__Exercise objective__.
Your response should be every line from the entries that includes the string "ValueEnum".

Source information Start Marker

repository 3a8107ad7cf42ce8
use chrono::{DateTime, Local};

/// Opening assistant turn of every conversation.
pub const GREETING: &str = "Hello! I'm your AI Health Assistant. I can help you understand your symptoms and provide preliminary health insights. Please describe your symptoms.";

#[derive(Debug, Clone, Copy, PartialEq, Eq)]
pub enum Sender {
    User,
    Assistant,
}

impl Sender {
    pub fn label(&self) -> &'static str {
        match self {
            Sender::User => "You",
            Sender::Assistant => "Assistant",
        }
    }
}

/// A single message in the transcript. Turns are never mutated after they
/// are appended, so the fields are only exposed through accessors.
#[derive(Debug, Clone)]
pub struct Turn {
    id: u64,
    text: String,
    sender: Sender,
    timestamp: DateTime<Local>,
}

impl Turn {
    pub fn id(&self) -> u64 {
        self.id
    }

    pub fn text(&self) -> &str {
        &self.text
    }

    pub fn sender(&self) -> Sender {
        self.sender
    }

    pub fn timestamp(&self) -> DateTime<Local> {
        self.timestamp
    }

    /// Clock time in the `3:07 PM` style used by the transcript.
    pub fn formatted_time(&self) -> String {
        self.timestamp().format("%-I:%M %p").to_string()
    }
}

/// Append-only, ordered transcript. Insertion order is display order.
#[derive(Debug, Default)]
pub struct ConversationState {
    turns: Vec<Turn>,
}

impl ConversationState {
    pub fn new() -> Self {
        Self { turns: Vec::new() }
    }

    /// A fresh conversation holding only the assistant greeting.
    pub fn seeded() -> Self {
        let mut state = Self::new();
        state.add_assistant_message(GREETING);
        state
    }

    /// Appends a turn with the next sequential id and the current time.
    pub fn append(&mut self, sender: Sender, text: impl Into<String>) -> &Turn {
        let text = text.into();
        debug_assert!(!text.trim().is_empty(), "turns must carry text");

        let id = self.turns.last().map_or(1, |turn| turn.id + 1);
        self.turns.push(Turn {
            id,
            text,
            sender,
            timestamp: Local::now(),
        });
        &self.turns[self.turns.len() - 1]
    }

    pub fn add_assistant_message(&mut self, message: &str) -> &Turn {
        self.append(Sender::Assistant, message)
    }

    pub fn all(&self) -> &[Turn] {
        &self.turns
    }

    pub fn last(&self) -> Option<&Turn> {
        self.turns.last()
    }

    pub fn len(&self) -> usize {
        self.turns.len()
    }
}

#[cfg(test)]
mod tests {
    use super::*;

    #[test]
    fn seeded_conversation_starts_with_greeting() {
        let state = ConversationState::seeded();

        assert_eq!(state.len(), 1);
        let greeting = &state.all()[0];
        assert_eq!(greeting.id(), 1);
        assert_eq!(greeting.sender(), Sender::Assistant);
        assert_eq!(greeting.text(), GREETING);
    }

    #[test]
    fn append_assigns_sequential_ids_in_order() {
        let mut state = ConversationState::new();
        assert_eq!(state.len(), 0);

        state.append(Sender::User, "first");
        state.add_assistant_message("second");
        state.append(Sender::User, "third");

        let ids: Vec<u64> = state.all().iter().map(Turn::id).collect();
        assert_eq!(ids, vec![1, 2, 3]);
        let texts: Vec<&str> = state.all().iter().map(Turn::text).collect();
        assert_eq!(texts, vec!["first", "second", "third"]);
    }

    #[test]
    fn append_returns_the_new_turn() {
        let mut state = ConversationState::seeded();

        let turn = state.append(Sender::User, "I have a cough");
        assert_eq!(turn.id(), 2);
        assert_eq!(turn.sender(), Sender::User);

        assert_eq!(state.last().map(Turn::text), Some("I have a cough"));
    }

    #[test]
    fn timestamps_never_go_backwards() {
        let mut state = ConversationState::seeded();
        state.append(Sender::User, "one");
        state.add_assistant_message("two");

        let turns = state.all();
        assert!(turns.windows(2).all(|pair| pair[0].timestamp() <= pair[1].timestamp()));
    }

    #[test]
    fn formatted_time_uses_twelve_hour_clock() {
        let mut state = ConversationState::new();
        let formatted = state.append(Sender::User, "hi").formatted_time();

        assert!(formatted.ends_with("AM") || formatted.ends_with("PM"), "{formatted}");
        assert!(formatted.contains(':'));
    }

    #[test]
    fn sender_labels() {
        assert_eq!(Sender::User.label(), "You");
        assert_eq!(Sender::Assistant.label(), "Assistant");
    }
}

Source information End Marker
Source information Start Marker

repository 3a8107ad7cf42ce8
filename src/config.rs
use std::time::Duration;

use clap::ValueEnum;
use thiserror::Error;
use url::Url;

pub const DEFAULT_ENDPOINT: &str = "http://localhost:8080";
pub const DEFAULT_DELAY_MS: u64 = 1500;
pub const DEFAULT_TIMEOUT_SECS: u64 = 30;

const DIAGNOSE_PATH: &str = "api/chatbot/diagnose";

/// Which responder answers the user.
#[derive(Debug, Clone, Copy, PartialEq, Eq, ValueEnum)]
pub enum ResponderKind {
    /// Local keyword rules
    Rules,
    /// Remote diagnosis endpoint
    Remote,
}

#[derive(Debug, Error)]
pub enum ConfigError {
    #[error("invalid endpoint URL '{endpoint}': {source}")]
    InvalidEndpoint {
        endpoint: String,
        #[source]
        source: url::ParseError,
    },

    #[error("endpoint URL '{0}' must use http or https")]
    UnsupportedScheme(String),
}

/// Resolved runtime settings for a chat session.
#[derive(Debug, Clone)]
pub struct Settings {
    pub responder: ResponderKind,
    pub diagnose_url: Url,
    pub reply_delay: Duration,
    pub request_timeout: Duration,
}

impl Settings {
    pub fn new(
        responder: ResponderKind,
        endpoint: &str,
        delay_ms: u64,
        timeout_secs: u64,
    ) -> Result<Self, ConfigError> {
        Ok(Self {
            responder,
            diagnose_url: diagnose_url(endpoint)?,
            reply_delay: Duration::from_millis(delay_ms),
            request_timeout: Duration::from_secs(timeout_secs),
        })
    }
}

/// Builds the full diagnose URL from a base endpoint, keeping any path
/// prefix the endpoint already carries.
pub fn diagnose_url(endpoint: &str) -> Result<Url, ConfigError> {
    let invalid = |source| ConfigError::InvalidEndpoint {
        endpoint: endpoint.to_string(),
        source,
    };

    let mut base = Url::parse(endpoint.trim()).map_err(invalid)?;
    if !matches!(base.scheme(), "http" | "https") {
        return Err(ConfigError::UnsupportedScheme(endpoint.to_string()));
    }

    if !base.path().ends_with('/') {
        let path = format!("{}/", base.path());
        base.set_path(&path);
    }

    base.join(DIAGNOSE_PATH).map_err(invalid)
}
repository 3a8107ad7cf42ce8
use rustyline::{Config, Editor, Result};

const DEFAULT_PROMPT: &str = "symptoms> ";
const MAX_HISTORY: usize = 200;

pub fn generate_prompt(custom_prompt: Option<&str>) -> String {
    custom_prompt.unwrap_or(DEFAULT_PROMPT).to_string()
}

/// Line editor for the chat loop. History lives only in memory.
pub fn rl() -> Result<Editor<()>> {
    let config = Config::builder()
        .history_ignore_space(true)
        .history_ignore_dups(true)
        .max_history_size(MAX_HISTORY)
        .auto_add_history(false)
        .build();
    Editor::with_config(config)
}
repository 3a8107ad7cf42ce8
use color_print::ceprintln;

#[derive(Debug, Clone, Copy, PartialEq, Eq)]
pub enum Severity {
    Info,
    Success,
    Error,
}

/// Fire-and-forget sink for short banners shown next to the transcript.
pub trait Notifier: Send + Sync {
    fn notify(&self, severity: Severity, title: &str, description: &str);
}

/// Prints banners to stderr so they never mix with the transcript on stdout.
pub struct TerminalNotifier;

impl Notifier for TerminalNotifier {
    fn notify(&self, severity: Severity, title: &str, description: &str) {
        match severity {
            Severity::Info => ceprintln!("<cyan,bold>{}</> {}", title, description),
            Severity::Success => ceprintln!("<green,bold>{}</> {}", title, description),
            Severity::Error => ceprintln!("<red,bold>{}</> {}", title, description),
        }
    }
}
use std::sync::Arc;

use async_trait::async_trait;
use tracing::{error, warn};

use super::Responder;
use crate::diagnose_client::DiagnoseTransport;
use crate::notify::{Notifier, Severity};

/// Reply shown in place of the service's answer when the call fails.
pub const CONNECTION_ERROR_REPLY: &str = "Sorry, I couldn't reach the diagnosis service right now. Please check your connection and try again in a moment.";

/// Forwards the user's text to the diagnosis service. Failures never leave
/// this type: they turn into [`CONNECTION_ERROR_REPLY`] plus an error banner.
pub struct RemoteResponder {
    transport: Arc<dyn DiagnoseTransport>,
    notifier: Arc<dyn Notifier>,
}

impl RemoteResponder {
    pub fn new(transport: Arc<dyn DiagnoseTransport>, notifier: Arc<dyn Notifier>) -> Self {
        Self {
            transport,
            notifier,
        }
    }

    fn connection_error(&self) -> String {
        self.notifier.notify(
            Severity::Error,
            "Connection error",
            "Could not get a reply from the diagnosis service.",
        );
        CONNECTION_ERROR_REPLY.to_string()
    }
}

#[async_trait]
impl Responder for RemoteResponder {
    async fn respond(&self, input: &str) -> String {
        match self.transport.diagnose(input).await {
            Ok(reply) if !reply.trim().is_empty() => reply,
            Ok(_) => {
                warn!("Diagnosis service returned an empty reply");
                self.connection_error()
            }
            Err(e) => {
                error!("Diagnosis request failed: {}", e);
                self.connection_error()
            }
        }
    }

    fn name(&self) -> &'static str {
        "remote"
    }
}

Source information End Marker
Source information Start Marker

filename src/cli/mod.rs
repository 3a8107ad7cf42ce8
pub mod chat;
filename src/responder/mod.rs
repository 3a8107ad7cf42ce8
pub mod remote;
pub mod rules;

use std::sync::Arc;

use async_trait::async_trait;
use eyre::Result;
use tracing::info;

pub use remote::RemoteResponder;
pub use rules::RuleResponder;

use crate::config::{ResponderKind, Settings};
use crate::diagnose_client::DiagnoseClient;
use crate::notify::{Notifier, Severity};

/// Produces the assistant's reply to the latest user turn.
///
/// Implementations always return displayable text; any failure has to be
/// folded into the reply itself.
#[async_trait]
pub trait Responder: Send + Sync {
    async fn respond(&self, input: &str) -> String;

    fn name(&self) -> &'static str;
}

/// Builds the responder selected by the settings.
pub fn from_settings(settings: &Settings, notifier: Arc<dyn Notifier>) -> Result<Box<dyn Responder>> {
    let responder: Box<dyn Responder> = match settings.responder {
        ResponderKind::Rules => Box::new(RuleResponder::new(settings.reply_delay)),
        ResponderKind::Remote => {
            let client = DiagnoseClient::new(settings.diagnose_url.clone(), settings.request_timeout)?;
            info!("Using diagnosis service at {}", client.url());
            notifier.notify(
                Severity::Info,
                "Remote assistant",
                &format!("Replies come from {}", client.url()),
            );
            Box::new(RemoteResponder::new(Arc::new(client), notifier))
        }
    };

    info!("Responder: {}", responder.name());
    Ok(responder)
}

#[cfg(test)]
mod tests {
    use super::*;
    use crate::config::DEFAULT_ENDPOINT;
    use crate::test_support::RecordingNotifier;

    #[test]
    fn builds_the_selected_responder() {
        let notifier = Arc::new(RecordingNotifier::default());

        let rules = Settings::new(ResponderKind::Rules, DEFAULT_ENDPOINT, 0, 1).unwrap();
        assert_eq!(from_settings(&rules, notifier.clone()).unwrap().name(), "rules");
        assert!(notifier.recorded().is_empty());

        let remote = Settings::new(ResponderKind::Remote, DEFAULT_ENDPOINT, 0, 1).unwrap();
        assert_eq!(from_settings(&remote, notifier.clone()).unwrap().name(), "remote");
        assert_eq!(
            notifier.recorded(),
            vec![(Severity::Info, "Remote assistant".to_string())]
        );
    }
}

Source information End Marker

__Answer to this task__.
use clap::ValueEnum;
#[derive(Debug, Clone, Copy, PartialEq, Eq, ValueEnum)]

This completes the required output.